## What is needed:
Show the lines below where "emerald" occurs.

-- Supplied entries follows --

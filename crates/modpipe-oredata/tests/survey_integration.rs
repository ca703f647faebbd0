//! End-to-end survey run over a fixture document tree.

use std::fs;
use std::path::Path;

use modpipe_oredata::run_survey;
use tempfile::TempDir;

fn write_doc(prefix: &Path, relative: &str, content: &str) {
    let path = prefix.join(relative);
    fs::create_dir_all(path.parent().unwrap()).unwrap();
    fs::write(path, content).unwrap();
}

fn write_fixture_tree(prefix: &Path) {
    write_doc(
        prefix,
        "itemtypes/resource/nugget.json",
        r#"{ "combustiblePropsByType": { "nugget-*-copper": {}, "nugget-*-cassiterite": {} } }"#,
    );
    write_doc(
        prefix,
        "itemtypes/resource/ore-graded.json",
        r#"{ "allowedVariants": ["ore-2-copper-granite", "ore-1-copper-granite", "ore-2-copper-basalt"] }"#,
    );
    write_doc(
        prefix,
        "itemtypes/resource/ore-ungraded.json",
        r#"{ "allowedVariants": ["ore-quartz-granite"] }"#,
    );
    write_doc(
        prefix,
        "itemtypes/resource/crystalizedore-graded.json",
        r#"{ "allowedVariants": ["ore-3-emerald-*"] }"#,
    );
    write_doc(
        prefix,
        "itemtypes/resource/stone.json",
        r#"{ "attributesByType": { "stone-andesite": {}, "stone-granite": {}, "flint-black": {} } }"#,
    );
    write_doc(
        prefix,
        "blocktypes/stone/looseores.json",
        r#"{ "allowedVariants": ["looseores-copper-granite"] }"#,
    );
    write_doc(
        prefix,
        "blocktypes/stone/ore-gem.json",
        r#"{ "allowedVariants": ["gem-1-diamond-kimberlite"] }"#,
    );
    write_doc(
        prefix,
        "blocktypes/stone/ore-graded.json",
        r#"{ "allowedVariants": ["ore-2-tin-basalt"] }"#,
    );
    write_doc(
        prefix,
        "blocktypes/stone/ore-ungraded.json",
        r#"{ "allowedVariants": ["ore-sulfur-limestone"] }"#,
    );
}

#[test]
fn survey_aggregates_all_nine_documents() {
    let temp_dir = TempDir::new().unwrap();
    write_fixture_tree(temp_dir.path());

    let survey = run_survey(temp_dir.path()).unwrap();

    // Nugget ores, in document key order
    assert_eq!(survey.ores, vec!["copper", "cassiterite"]);

    // Grades accumulate across graded and ungraded documents
    assert_eq!(survey.grades["copper"]["granite"], vec!["2", "1", "exists"]);
    assert_eq!(survey.grades["copper"]["basalt"], vec!["2"]);
    assert_eq!(survey.grades["quartz"]["granite"], vec!["exists"]);
    assert_eq!(survey.grades["emerald"]["*"], vec!["3"]);
    assert_eq!(survey.grades["diamond"]["kimberlite"], vec!["1"]);
    assert_eq!(survey.grades["tin"]["basalt"], vec!["2"]);
    assert_eq!(survey.grades["sulfur"]["limestone"], vec!["exists"]);

    // Rock list: encounter order, wildcard excluded, stone-document
    // names merged in, no duplicates
    assert_eq!(
        survey.rocks,
        vec!["granite", "basalt", "andesite", "kimberlite", "limestone"]
    );
}

#[test]
fn survey_fails_on_missing_document() {
    let temp_dir = TempDir::new().unwrap();
    // Deliberately empty tree
    assert!(run_survey(temp_dir.path()).is_err());
}

#[test]
fn survey_fails_on_malformed_json() {
    let temp_dir = TempDir::new().unwrap();
    write_fixture_tree(temp_dir.path());
    write_doc(temp_dir.path(), "itemtypes/resource/nugget.json", "{ not json");
    assert!(run_survey(temp_dir.path()).is_err());
}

-- Supplied entries concluded --

## Problem solution:
        r#"{ "allowedVariants": ["ore-3-emerald-*"] }"#,
    assert_eq!(survey.grades["emerald"]["*"], vec!["3"]);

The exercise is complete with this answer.